Hongkong values are sometimes truly upside down. The season of the Rugby Sevens tournament saw several people hauled before magistrates for the "crime" of attempting to re-sell tickets to the event. In a city which purports to believe in the market, a perfectly reasonable business activity is made into a crime.

For what reason? It is hard to say exactly, but perhaps it is to protect those who themselves control the ticket system for what is supposed to be a tourist attraction as well as a public, international sporting event. OK, the Sevens has organisers, sponsors and patrons as well as a paying public, and they have legitimate interests to defend. But what good, I ask, can come of stopping those who want a last minute ticket from paying whatever is the going secondary market price for an event which is sold out?

Ticket "touting" is a useful business involving a significant degree of risk. The ticket entrepreneurs must invest without knowing in advance whether he will be able to re-sell them at all, let alone at a profit. No "buy and hold" in this business. Some events are of course assured of a sell-out, but not the Sevens -- this was the first time since 1997 when tickets were all sold before the event began. The criminalising of legitimate commerce is particularly outrageous in the age of on-line auctions and web sites offering last minute purchases of almost anything. Last minute buyers can get amazingly cheap deals, or pay through the nose for something - say, a Grand Slam tennis final - they desperately want. That's the market.

Legal sanctions should only exist to prevent market cornering or manipulation. How can one individual with, let us say, 7 rugby tickets for resale - 0.1% of the total in issue - be said to be either manipulating the market or exploiting a monopoly?. If there is a problem it is with the process of allocation of the vast majority of tickets.As with laws against parallel importing - buying from sources other than local dealer monopolies -- the scandal here is not touting but the motives of officials who support such restrictive practices.
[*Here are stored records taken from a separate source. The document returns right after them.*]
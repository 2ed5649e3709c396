use crate::domain::*;
use crate::error::Result;
use crate::storage::DataStore;
use chrono::NaiveDate;
use tracing::debug;

/// Password written onto user rows fabricated to satisfy a reference, and
/// onto `user` rows that omit the password column. Part of the data
/// contract with the surrounding application.
pub const DEFAULT_PASSWORD: &str = "changeme";

/// Natural-key get-or-create over the backing store.
///
/// Every method looks up first and creates a stub row on a miss, returning
/// the stable identifier either way. The record loop is sequential, so
/// lookup and insert behave as one logical step per entity.
pub struct EntityResolver<'a> {
    store: &'a dyn DataStore,
}

impl<'a> EntityResolver<'a> {
    pub fn new(store: &'a dyn DataStore) -> Self {
        Self { store }
    }

    /// Resolve a user by username, fabricating a minimal account with the
    /// default password when absent.
    pub async fn resolve_user(&self, username: &str) -> Result<EntityId> {
        if let Some(id) = self
            .store
            .find_by_natural_key(&NaturalKey::Username(username.to_string()))
            .await?
        {
            return Ok(id);
        }
        let id = self
            .store
            .create(NewEntity::User(NewUser {
                username: username.to_string(),
                email: None,
                password: DEFAULT_PASSWORD.to_string(),
            }))
            .await?;
        debug!(%id, username, "created stub user");
        Ok(id)
    }

    /// Resolve a user reference that may be a username or a raw numeric id.
    ///
    /// Numeric ids are validated against the store and yield `None` when no
    /// such user exists; usernames resolve or create as usual.
    pub async fn resolve_user_ref(&self, value: &str) -> Result<Option<EntityId>> {
        if !value.is_empty() && value.chars().all(|c| c.is_ascii_digit()) {
            let Ok(raw) = value.parse::<i64>() else {
                return Ok(None);
            };
            return self
                .store
                .find_by_natural_key(&NaturalKey::UserId(EntityId(raw)))
                .await;
        }
        Ok(Some(self.resolve_user(value).await?))
    }

    /// Resolve a title by name, creating a stub carrying only the name and
    /// the given release date when absent.
    pub async fn resolve_title(
        &self,
        name: &str,
        release_date: Option<NaiveDate>,
    ) -> Result<EntityId> {
        if let Some(id) = self
            .store
            .find_by_natural_key(&NaturalKey::TitleName {
                name: name.to_string(),
                release_date: None,
            })
            .await?
        {
            return Ok(id);
        }
        let id = self
            .store
            .create(NewEntity::Title(NewTitle {
                name: name.to_string(),
                release_date,
                language: None,
                description: None,
            }))
            .await?;
        debug!(%id, name, "created stub title");
        Ok(id)
    }

    pub async fn resolve_genre(&self, name: &str) -> Result<EntityId> {
        if let Some(id) = self
            .store
            .find_by_natural_key(&NaturalKey::GenreName(name.to_string()))
            .await?
        {
            return Ok(id);
        }
        let id = self
            .store
            .create(NewEntity::Genre(NewGenre { name: name.to_string() }))
            .await?;
        debug!(%id, name, "created stub genre");
        Ok(id)
    }

    pub async fn resolve_person(&self, name: &str) -> Result<EntityId> {
        if let Some(id) = self
            .store
            .find_by_natural_key(&NaturalKey::PersonName(name.to_string()))
            .await?
        {
            return Ok(id);
        }
        let id = self
            .store
            .create(NewEntity::Person(NewPerson {
                name: name.to_string(),
                date_of_birth: None,
                biography: None,
                age: None,
            }))
            .await?;
        debug!(%id, name, "created stub cast member");
        Ok(id)
    }

    pub async fn resolve_studio(&self, name: &str) -> Result<EntityId> {
        if let Some(id) = self
            .store
            .find_by_natural_key(&NaturalKey::StudioName(name.to_string()))
            .await?
        {
            return Ok(id);
        }
        let id = self
            .store
            .create(NewEntity::Studio(NewStudio { name: name.to_string(), country: None }))
            .await?;
        debug!(%id, name, "created stub studio");
        Ok(id)
    }

    pub async fn resolve_platform(&self, name: &str) -> Result<EntityId> {
        if let Some(id) = self
            .store
            .find_by_natural_key(&NaturalKey::PlatformName(name.to_string()))
            .await?
        {
            return Ok(id);
        }
        let id = self
            .store
            .create(NewEntity::Platform(NewPlatform {
                name: name.to_string(),
                subscription_type: None,
            }))
            .await?;
        debug!(%id, name, "created stub platform");
        Ok(id)
    }
}
use thiserror::Error;

#[derive(Error, Debug)]
pub enum ImportError {
    #[error("source unreadable: {0}")]
    SourceUnreadable(String),

    #[error("persistence failed: {0}")]
    Persistence(String),

    #[error("I/O error: {0}")]
    Io(#[from] std::io::Error),

    #[error("TOML deserialization failed: {0}")]
    Toml(#[from] toml::de::Error),

    #[error("configuration error: {0}")]
    Config(String),
}

pub type Result<T> = std::result::Result<T, ImportError>;
use crate::domain::*;
use crate::error::Result;
use async_trait::async_trait;
use std::collections::HashMap;
use std::sync::atomic::{AtomicI64, Ordering};
use std::sync::Mutex;
use tracing::debug;

/// Data-access interface the importer writes through.
///
/// Resolution is lookup-before-insert: the importer calls
/// `find_by_natural_key` and only creates on a miss. The sequential record
/// loop is the single writer, so an implementation without uniqueness
/// constraints still sees resolution and creation as one logical step.
#[async_trait]
pub trait DataStore: Send + Sync {
    async fn find_by_natural_key(&self, key: &NaturalKey) -> Result<Option<EntityId>>;
    async fn create(&self, entity: NewEntity) -> Result<EntityId>;
    async fn link_exists(&self, link_type: LinkType, id_a: EntityId, id_b: EntityId) -> Result<bool>;
    async fn create_link(&self, link: LinkRecord) -> Result<()>;
}

/// In-memory store for the CLI, development, and testing.
pub struct InMemoryStore {
    next_id: AtomicI64,
    users: Mutex<HashMap<EntityId, User>>,
    titles: Mutex<HashMap<EntityId, Title>>,
    genres: Mutex<HashMap<EntityId, Genre>>,
    people: Mutex<HashMap<EntityId, Person>>,
    studios: Mutex<HashMap<EntityId, Studio>>,
    platforms: Mutex<HashMap<EntityId, Platform>>,
    episodes: Mutex<HashMap<EntityId, Episode>>,
    reviews: Mutex<Vec<Review>>,
    donations: Mutex<Vec<Donation>>,
    links: Mutex<Vec<LinkRecord>>,
}

impl InMemoryStore {
    pub fn new() -> Self {
        Self {
            next_id: AtomicI64::new(1),
            users: Mutex::new(HashMap::new()),
            titles: Mutex::new(HashMap::new()),
            genres: Mutex::new(HashMap::new()),
            people: Mutex::new(HashMap::new()),
            studios: Mutex::new(HashMap::new()),
            platforms: Mutex::new(HashMap::new()),
            episodes: Mutex::new(HashMap::new()),
            reviews: Mutex::new(Vec::new()),
            donations: Mutex::new(Vec::new()),
            links: Mutex::new(Vec::new()),
        }
    }

    fn allocate_id(&self) -> EntityId {
        EntityId(self.next_id.fetch_add(1, Ordering::SeqCst))
    }

    pub fn user_count(&self) -> usize {
        self.users.lock().unwrap().len()
    }

    pub fn title_count(&self) -> usize {
        self.titles.lock().unwrap().len()
    }

    pub fn genre_count(&self) -> usize {
        self.genres.lock().unwrap().len()
    }

    pub fn person_count(&self) -> usize {
        self.people.lock().unwrap().len()
    }

    pub fn studio_count(&self) -> usize {
        self.studios.lock().unwrap().len()
    }

    pub fn platform_count(&self) -> usize {
        self.platforms.lock().unwrap().len()
    }

    pub fn episode_count(&self) -> usize {
        self.episodes.lock().unwrap().len()
    }

    pub fn review_count(&self) -> usize {
        self.reviews.lock().unwrap().len()
    }

    pub fn donation_count(&self) -> usize {
        self.donations.lock().unwrap().len()
    }

    pub fn link_count(&self, link_type: LinkType) -> usize {
        self.links
            .lock()
            .unwrap()
            .iter()
            .filter(|l| l.link_type == link_type)
            .count()
    }

    pub fn find_user(&self, username: &str) -> Option<User> {
        let users = self.users.lock().unwrap();
        users
            .values()
            .find(|u| u.username.eq_ignore_ascii_case(username))
            .cloned()
    }

    pub fn reviews(&self) -> Vec<Review> {
        self.reviews.lock().unwrap().clone()
    }

    pub fn donations(&self) -> Vec<Donation> {
        self.donations.lock().unwrap().clone()
    }
}

impl Default for InMemoryStore {
    fn default() -> Self {
        Self::new()
    }
}

#[async_trait]
impl DataStore for InMemoryStore {
    async fn find_by_natural_key(&self, key: &NaturalKey) -> Result<Option<EntityId>> {
        let found = match key {
            NaturalKey::Username(username) => {
                let users = self.users.lock().unwrap();
                users
                    .values()
                    .find(|u| u.username.eq_ignore_ascii_case(username))
                    .map(|u| u.id)
            }
            NaturalKey::UserEmail(email) => {
                let users = self.users.lock().unwrap();
                users
                    .values()
                    .find(|u| u.email.as_deref().is_some_and(|e| e.eq_ignore_ascii_case(email)))
                    .map(|u| u.id)
            }
            NaturalKey::UserId(id) => {
                let users = self.users.lock().unwrap();
                users.get(id).map(|u| u.id)
            }
            NaturalKey::TitleName { name, release_date } => {
                let titles = self.titles.lock().unwrap();
                titles
                    .values()
                    .find(|t| {
                        t.name.eq_ignore_ascii_case(name)
                            && release_date.map_or(true, |d| t.release_date == Some(d))
                    })
                    .map(|t| t.id)
            }
            NaturalKey::GenreName(name) => {
                let genres = self.genres.lock().unwrap();
                genres
                    .values()
                    .find(|g| g.name.eq_ignore_ascii_case(name))
                    .map(|g| g.id)
            }
            NaturalKey::PersonName(name) => {
                let people = self.people.lock().unwrap();
                people
                    .values()
                    .find(|p| p.name.eq_ignore_ascii_case(name))
                    .map(|p| p.id)
            }
            NaturalKey::StudioName(name) => {
                let studios = self.studios.lock().unwrap();
                studios
                    .values()
                    .find(|s| s.name.eq_ignore_ascii_case(name))
                    .map(|s| s.id)
            }
            NaturalKey::PlatformName(name) => {
                let platforms = self.platforms.lock().unwrap();
                platforms
                    .values()
                    .find(|p| p.name.eq_ignore_ascii_case(name))
                    .map(|p| p.id)
            }
            NaturalKey::EpisodeNumber { title_id, season, episode_number } => {
                let episodes = self.episodes.lock().unwrap();
                episodes
                    .values()
                    .find(|e| {
                        e.title_id == *title_id
                            && e.season == *season
                            && e.episode_number == Some(*episode_number)
                    })
                    .map(|e| e.id)
            }
            NaturalKey::EpisodeId(id) => {
                let episodes = self.episodes.lock().unwrap();
                episodes.get(id).map(|e| e.id)
            }
        };
        Ok(found)
    }

    async fn create(&self, entity: NewEntity) -> Result<EntityId> {
        let id = self.allocate_id();
        let kind = entity.kind();
        match entity {
            NewEntity::User(args) => {
                let mut users = self.users.lock().unwrap();
                users.insert(
                    id,
                    User {
                        id,
                        username: args.username,
                        email: args.email,
                        password: args.password,
                    },
                );
            }
            NewEntity::Title(args) => {
                let mut titles = self.titles.lock().unwrap();
                titles.insert(
                    id,
                    Title {
                        id,
                        name: args.name,
                        release_date: args.release_date,
                        language: args.language,
                        description: args.description,
                    },
                );
            }
            NewEntity::Genre(args) => {
                let mut genres = self.genres.lock().unwrap();
                genres.insert(id, Genre { id, name: args.name });
            }
            NewEntity::Person(args) => {
                let mut people = self.people.lock().unwrap();
                people.insert(
                    id,
                    Person {
                        id,
                        name: args.name,
                        date_of_birth: args.date_of_birth,
                        biography: args.biography,
                        age: args.age,
                    },
                );
            }
            NewEntity::Studio(args) => {
                let mut studios = self.studios.lock().unwrap();
                studios.insert(id, Studio { id, name: args.name, country: args.country });
            }
            NewEntity::Platform(args) => {
                let mut platforms = self.platforms.lock().unwrap();
                platforms.insert(
                    id,
                    Platform { id, name: args.name, subscription_type: args.subscription_type },
                );
            }
            NewEntity::Episode(args) => {
                let mut episodes = self.episodes.lock().unwrap();
                episodes.insert(
                    id,
                    Episode {
                        id,
                        title_id: args.title_id,
                        season: args.season,
                        episode_number: args.episode_number,
                        episode_title: args.episode_title,
                        air_date: args.air_date,
                    },
                );
            }
            NewEntity::Review(args) => {
                let mut reviews = self.reviews.lock().unwrap();
                reviews.push(Review {
                    id,
                    user_id: args.user_id,
                    title_id: args.title_id,
                    rating: args.rating,
                    comment: args.comment,
                });
            }
            NewEntity::Donation(args) => {
                let mut donations = self.donations.lock().unwrap();
                donations.push(Donation {
                    id,
                    user_id: args.user_id,
                    amount: args.amount,
                    comment: args.comment,
                });
            }
        }
        debug!(%id, kind, "created row");
        Ok(id)
    }

    async fn link_exists(&self, link_type: LinkType, id_a: EntityId, id_b: EntityId) -> Result<bool> {
        let links = self.links.lock().unwrap();
        Ok(links
            .iter()
            .any(|l| l.link_type == link_type && l.id_a == id_a && l.id_b == id_b))
    }

    async fn create_link(&self, link: LinkRecord) -> Result<()> {
        let mut links = self.links.lock().unwrap();
        debug!(link_type = ?link.link_type, id_a = %link.id_a, id_b = %link.id_b, "created link");
        links.push(link);
        Ok(())
    }
}
//! Handlers for rows that encode a junction between two entities. Endpoints
//! resolve (or are fabricated) before any link is written, so a link row
//! never references a missing entity.

use crate::domain::*;
use crate::error::Result;
use crate::importer::linker::RelationshipLinker;
use crate::importer::normalize::parse_date;
use crate::importer::reader::RawRecord;
use crate::importer::report::Outcome;
use crate::importer::resolver::EntityResolver;
use crate::storage::DataStore;

const DEFAULT_TERRITORY: &str = "worldwide";

pub async fn title_genre_row(store: &dyn DataStore, record: &RawRecord) -> Result<Outcome> {
    let title = record.field(&["title", "movie_name"]);
    let genre = record.field(&["genre", "genre_name"]);
    let (Some(title), Some(genre)) = (title, genre) else {
        return Ok(Outcome::Skipped);
    };

    let resolver = EntityResolver::new(store);
    let title_id = resolver.resolve_title(title, None).await?;
    let genre_id = resolver.resolve_genre(genre).await?;

    RelationshipLinker::new(store)
        .ensure(LinkRecord::new(LinkType::TitleGenre, title_id, genre_id))
        .await?;
    Ok(Outcome::Inserted)
}

pub async fn title_cast_row(store: &dyn DataStore, record: &RawRecord) -> Result<Outcome> {
    let title = record.field(&["title", "movie_name"]);
    let actor = record.field(&["actor", "name"]);
    let (Some(title), Some(actor)) = (title, actor) else {
        return Ok(Outcome::Skipped);
    };
    let role = record.field_owned(&["role"]);
    let character_name = record.field_owned(&["character_name", "character"]);

    let resolver = EntityResolver::new(store);
    let title_id = resolver.resolve_title(title, None).await?;
    let person_id = resolver.resolve_person(actor).await?;

    let attrs = LinkAttrs { role, character_name, ..LinkAttrs::default() };
    RelationshipLinker::new(store)
        .ensure(LinkRecord::new(LinkType::TitleCast, title_id, person_id).with_attrs(attrs))
        .await?;
    Ok(Outcome::Inserted)
}

pub async fn title_studio_row(store: &dyn DataStore, record: &RawRecord) -> Result<Outcome> {
    let title = record.field(&["title", "movie_name"]);
    let studio = record.field(&["studio_name", "studio"]);
    let (Some(title), Some(studio)) = (title, studio) else {
        return Ok(Outcome::Skipped);
    };

    let resolver = EntityResolver::new(store);
    let title_id = resolver.resolve_title(title, None).await?;
    let studio_id = resolver.resolve_studio(studio).await?;

    RelationshipLinker::new(store)
        .ensure(LinkRecord::new(LinkType::TitleStudio, title_id, studio_id))
        .await?;
    Ok(Outcome::Inserted)
}

pub async fn title_platform_row(store: &dyn DataStore, record: &RawRecord) -> Result<Outcome> {
    let title = record.field(&["title", "movie_name"]);
    let platform = record.field(&["platform_name", "platform"]);
    let (Some(title), Some(platform)) = (title, platform) else {
        return Ok(Outcome::Skipped);
    };
    let availability_date = record
        .field(&["availability_date", "availability"])
        .and_then(parse_date);

    let resolver = EntityResolver::new(store);
    let title_id = resolver.resolve_title(title, None).await?;
    let platform_id = resolver.resolve_platform(platform).await?;

    let attrs = LinkAttrs { availability_date, ..LinkAttrs::default() };
    RelationshipLinker::new(store)
        .ensure(LinkRecord::new(LinkType::TitlePlatform, title_id, platform_id).with_attrs(attrs))
        .await?;
    Ok(Outcome::Inserted)
}

pub async fn distribution_row(store: &dyn DataStore, record: &RawRecord) -> Result<Outcome> {
    let title = record.field(&["title", "movie_name"]);
    let studio = record.field(&["studio_name", "studio"]);
    let platform = record.field(&["platform_name", "platform"]);
    let (Some(title), Some(studio), Some(platform)) = (title, studio, platform) else {
        return Ok(Outcome::Skipped);
    };
    let distribution_date = record.field(&["distribution_date", "date"]).and_then(parse_date);
    let territory = record
        .field_owned(&["territory", "region"])
        .unwrap_or_else(|| DEFAULT_TERRITORY.to_string());

    let resolver = EntityResolver::new(store);
    let title_id = resolver.resolve_title(title, None).await?;
    let studio_id = resolver.resolve_studio(studio).await?;
    let platform_id = resolver.resolve_platform(platform).await?;

    let attrs = LinkAttrs {
        studio_id: Some(studio_id),
        distribution_date,
        territory: Some(territory),
        ..LinkAttrs::default()
    };
    RelationshipLinker::new(store)
        .ensure(LinkRecord::new(LinkType::Distribution, title_id, platform_id).with_attrs(attrs))
        .await?;
    Ok(Outcome::Inserted)
}

pub async fn follow_row(store: &dyn DataStore, record: &RawRecord) -> Result<Outcome> {
    let follower = record.field(&["follower", "follower_username", "follower_id"]);
    let followed = record.field(&["followed", "followed_username", "followed_id"]);
    let (Some(follower), Some(followed)) = (follower, followed) else {
        return Ok(Outcome::Skipped);
    };

    let resolver = EntityResolver::new(store);
    let Some(follower_id) = resolver.resolve_user_ref(follower).await? else {
        return Ok(Outcome::Skipped);
    };
    let Some(followed_id) = resolver.resolve_user_ref(followed).await? else {
        return Ok(Outcome::Skipped);
    };
    // Following yourself is a business-rule no-op
    if follower_id == followed_id {
        return Ok(Outcome::Skipped);
    }

    RelationshipLinker::new(store)
        .ensure(LinkRecord::new(LinkType::UserFollow, follower_id, followed_id))
        .await?;
    Ok(Outcome::Inserted)
}

pub async fn contains_episode_row(store: &dyn DataStore, record: &RawRecord) -> Result<Outcome> {
    let episode = record.field(&["episode_id", "episode"]);
    let title = record.field(&["title", "movie_name"]);
    let (Some(episode), Some(title)) = (episode, title) else {
        return Ok(Outcome::Skipped);
    };
    let Ok(raw_id) = episode.parse::<i64>() else {
        return Ok(Outcome::Skipped);
    };
    let episode_id = EntityId(raw_id);

    let resolver = EntityResolver::new(store);
    let title_id = resolver.resolve_title(title, None).await?;

    // Cannot link to an episode that was never imported
    if store
        .find_by_natural_key(&NaturalKey::EpisodeId(episode_id))
        .await?
        .is_none()
    {
        return Ok(Outcome::Skipped);
    }

    RelationshipLinker::new(store)
        .ensure(LinkRecord::new(LinkType::ContainsEpisode, episode_id, title_id))
        .await?;
    Ok(Outcome::Inserted)
}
Criminalisation of fair trade in consumer goods, be they tickets or teletubbies, contrasts with the government's backing for major cartels - the small group of developers who dominate the land market, provide lucrative retirement jobs for civil servants and wield massive influence on housing policy. How come they are allowed to hoard land, to cooperate in anti-competitive deals, etc. while small-time touts with no market power are prosecuted? Instead how about some action against share touting encouraged by rule waivers provided by a monopoly run by a former civil servant - the Stock Exchange?

Of course buyers themselves must always beware of the share touts posing as investment bankers and analysts. They must protect themselves because no one will do it for them. Exchange chief executive K.C. Kwong gives the impression that his big salary is a just reward for doing the bidding of the big boys rather than protecting minority investor interests or enforcing new issue rules.

Ask the Li family. Li Ka-shing's clan may have much egg on it face thanks to misleading statements about Richard Li's accomplishments, and the 90% fall of the PCCW share price from a peak of $26 to $2.6. Sure, they have lost a lot of paper wealth as well as reputation. But remember how much they and their associates made as a result of the pumping up of the PCCW and Tom.com share prices? Those who get in on the ground floor of share spirals always make money, however steep the ultimate fall.

There is neither time nor space to examine all the family related dealings in either company. I do not pretend to know the bottom line. However, it is a matter of record that in May 1999 1.1 billion shares in PCCW were placed in May 1999 at just HK$0.31 each. Just eight months later supposedly well advised institutions were buying further placements at HK$23.50 and the self serving investment "analysts" amplified the company's hype about Network of World, "rolling out broadband across Asia"! with totally fictitious value projections.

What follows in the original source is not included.